Data-intensive methods and technologies hold great promise, but also have the potential to produce misleading results [25], violate rights and norms [35], perpetuate structural disparities [5], and inhibit accountability [22]. Accordingly, in recent years we have seen a burgeoning response in the form of methodology [40], methods critique [28, 29], pedagogy [43], principles [11], and projects [21] aimed at rehabilitating data-intensive technologies and methods to make them more ethical, responsible, equitable, and beneficial. Much of this discourse either explicitly or implicitly advocates for making data-intensive methods and related technologies more “human-centered” [36] by designing for “human values” [8], considering “human contexts” [42], and prioritizing “human flourishing”[39].
Human-centered perspectives offer powerful antidotes to beliefs and practices that naively assume the beneficence and superiority of technology or pursue technological advancement regardless of harms inflicted upon people in the process—a phenomenon that Broussard [9] has called “technochauvinism.” However, the HCI analyses (e.g., [3, 20, 26, 27]) have not thoroughly examined their own grounds of criticism. In this workshop, we deepen that critical view by turning a reflective lens on the HCI work itself that addresses data science.
Scholars have questioned the ability of anthropocentrism to adequately address the moral, political, environmental, and social challenges posed by sociotechnical systems. This includes perspectives of feminist and Indigenous epistemologists who focus on the web of relationships between humans and nonhuman entities rather than on the human as the preeminent location of attention. Such works break down simplistic ontologies of difference and explore how humans are constituted in relation to nonhumans (Haraway, 2016/1985), reminding us that “human life is embedded in a material world of great complexity, one on which we depend for our continued survival” [18, p. 5].
These observations seem particularly salient given recent revelations about the ecological impact of data-intensive methods and technologies [4, 10], as well as moral questions raised by the possibility of sentient artificial intelligence [41]. Lewis et al. [23] argue for a position on AI drawn from Indigenous ontologies that “take the world as the interconnected whole that it is” in order to “illuminate the full scale of relationships that sustain us, provide guidance on recognizing non-human beings and building relationships with them founded on respect and reciprocity.” And HCI researchers have begun exploring ways that decentering the human may open new avenues for equitable and sustainable technology design [6, 15, 38].

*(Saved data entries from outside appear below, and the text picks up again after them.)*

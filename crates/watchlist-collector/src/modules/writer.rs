//! 산출물 기록.
//!
//! - 소스별 목록: `{out_dir}/{SOURCE}_{QUOTE}_PAIRS.txt` (심볼이 있을 때만)
//! - 통합 목록: `{out_dir}/ALL_{QUOTE}_PAIRS.txt` (통합 목록이 비어 있지 않을 때만)
//! - 메타데이터: `meta_path` (매 실행마다 덮어씀)
//!
//! 텍스트 목록은 한 줄에 심볼 하나, 마지막 줄도 개행으로 끝납니다.

use super::aggregator::RunReport;
use crate::error::CollectorError;
use crate::Result;
use std::fs;
use std::path::{Path, PathBuf};
use tracing::info;
use watchlist_core::{SourceId, SourceResult, Symbol};

/// 파일 기록 인터페이스.
pub trait ArtifactWriter: Send + Sync {
    /// `path`에 `contents`를 기록합니다 (기존 파일은 덮어씀).
    fn write(&self, path: &Path, contents: &str) -> Result<()>;
}

/// 로컬 파일시스템 기록기.
///
/// 상위 디렉토리가 없으면 생성합니다.
#[derive(Debug, Default, Clone, Copy)]
pub struct FsArtifactWriter;

impl ArtifactWriter for FsArtifactWriter {
    fn write(&self, path: &Path, contents: &str) -> Result<()> {
        if let Some(parent) = path.parent().filter(|p| !p.as_os_str().is_empty()) {
            fs::create_dir_all(parent).map_err(|e| CollectorError::io(parent, e))?;
        }
        fs::write(path, contents).map_err(|e| CollectorError::io(path, e))
    }
}

/// 산출물 경로 규칙.
#[derive(Debug, Clone, PartialEq, Eq)]
pub struct OutputLayout {
    pub out_dir: PathBuf,
    pub meta_path: PathBuf,
    pub quote: String,
}

/// 기록할 텍스트 산출물 하나.
#[derive(Debug, Clone, PartialEq, Eq)]
pub struct Artifact<'a> {
    pub path: PathBuf,
    pub symbols: &'a [Symbol],
}

impl OutputLayout {
    pub fn new(out_dir: impl Into<PathBuf>, meta_path: impl Into<PathBuf>, quote: &str) -> Self {
        Self {
            out_dir: out_dir.into(),
            meta_path: meta_path.into(),
            quote: quote.to_string(),
        }
    }

    /// 통합 목록 경로.
    pub fn combined_path(&self) -> PathBuf {
        self.out_dir.join(format!("ALL_{}_PAIRS.txt", self.quote))
    }

    /// 소스별 목록 경로.
    pub fn source_path(&self, source: &SourceId) -> PathBuf {
        self.out_dir
            .join(format!("{}_{}_PAIRS.txt", source.upper(), self.quote))
    }

    /// 실제로 기록할 텍스트 산출물 목록.
    ///
    /// 통합 목록이 먼저, 이어서 설정 순서의 소스별 목록입니다.
    /// 심볼이 없는 목록은 포함하지 않습니다.
    pub fn artifacts<'a>(
        &self,
        results: &'a [SourceResult],
        combined: &'a [Symbol],
    ) -> Vec<Artifact<'a>> {
        let mut artifacts = Vec::with_capacity(results.len() + 1);
        if !combined.is_empty() {
            artifacts.push(Artifact {
                path: self.combined_path(),
                symbols: combined,
            });
        }
        artifacts.extend(results.iter().filter(|r| !r.is_empty()).map(|r| Artifact {
            path: self.source_path(r.source()),
            symbols: r.symbols(),
        }));
        artifacts
    }
}

/// 심볼 목록을 텍스트 파일 내용으로 변환 (한 줄에 하나, 마지막 개행 포함).
pub fn render_lines(symbols: &[Symbol]) -> String {
    let mut out = String::with_capacity(symbols.iter().map(|s| s.as_str().len() + 1).sum());
    for symbol in symbols {
        out.push_str(symbol.as_str());
        out.push('\n');
    }
    out
}

/// 실행 결과를 기록합니다.
///
/// 메타데이터에 나열된 텍스트 산출물을 먼저 쓰고, 마지막에 메타데이터를 씁니다.
/// 기록 실패는 실행 전체의 실패로 전파됩니다.
pub fn persist(
    report: &RunReport,
    layout: &OutputLayout,
    writer: &dyn ArtifactWriter,
) -> Result<Vec<PathBuf>> {
    let mut written = Vec::new();

    for artifact in layout.artifacts(&report.results, &report.combined) {
        writer.write(&artifact.path, &render_lines(artifact.symbols))?;
        info!(
            path = %artifact.path.display(),
            count = artifact.symbols.len(),
            "목록 기록"
        );
        written.push(artifact.path);
    }

    let mut meta = report.metadata.to_json_pretty()?;
    meta.push('\n');
    writer.write(&layout.meta_path, &meta)?;
    info!(path = %layout.meta_path.display(), "메타데이터 기록");
    written.push(layout.meta_path.clone());

    Ok(written)
}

Such ideas point to multiple ways in which relational thinking may inform our approaches to interrogating data science. Sabina Leonelli [22] urges us to recognize data as “relational” and “fungible” objects that are “first and foremost, material artifacts” whose “physical characteristics, including their format and the medium through which they are conveyed, are as relevant to understanding their epistemic role as their social and conceptual functions” (for treatments of data as a medium of design, see [12, 13, 32–34]). Birhane and Cummins [7] call attention to the ways in which it is problematic to assume that technologies may ever be rendered beneficial to an undifferentiated set of all humans or achieve a common good, advocating instead for a “relational ethics” that prioritizes an algorithmic technology’s impact on the most vulnerable, marginalized, or disproportionately affected.
In this workshop, we invite explorations of these and other provocations salient to “human-centeredness” as it relates to data science. Previous events convened by the organizers of this workshop and other colleagues [3, 20, 26, 27] under the guise of human-centered data science have critically interrogated data science and generated practical approaches to mitigating the social and ethical challenges posed by the field. These discussions led to the writing and publication of the book, Human-Centered Data Science: An Introduction [2], forthcoming from MIT Press. We leverage the publication of that textbook as an occasion to probe and perturb conversations and practices around human-centered data science—including the conversations that led to the book. Whereas the aforementioned workshops were tasked with “interrogating data science,” here we turn our lens back on that interrogation itself, creating an opportunity for reflection that advances the field of human-centered data science in new directions.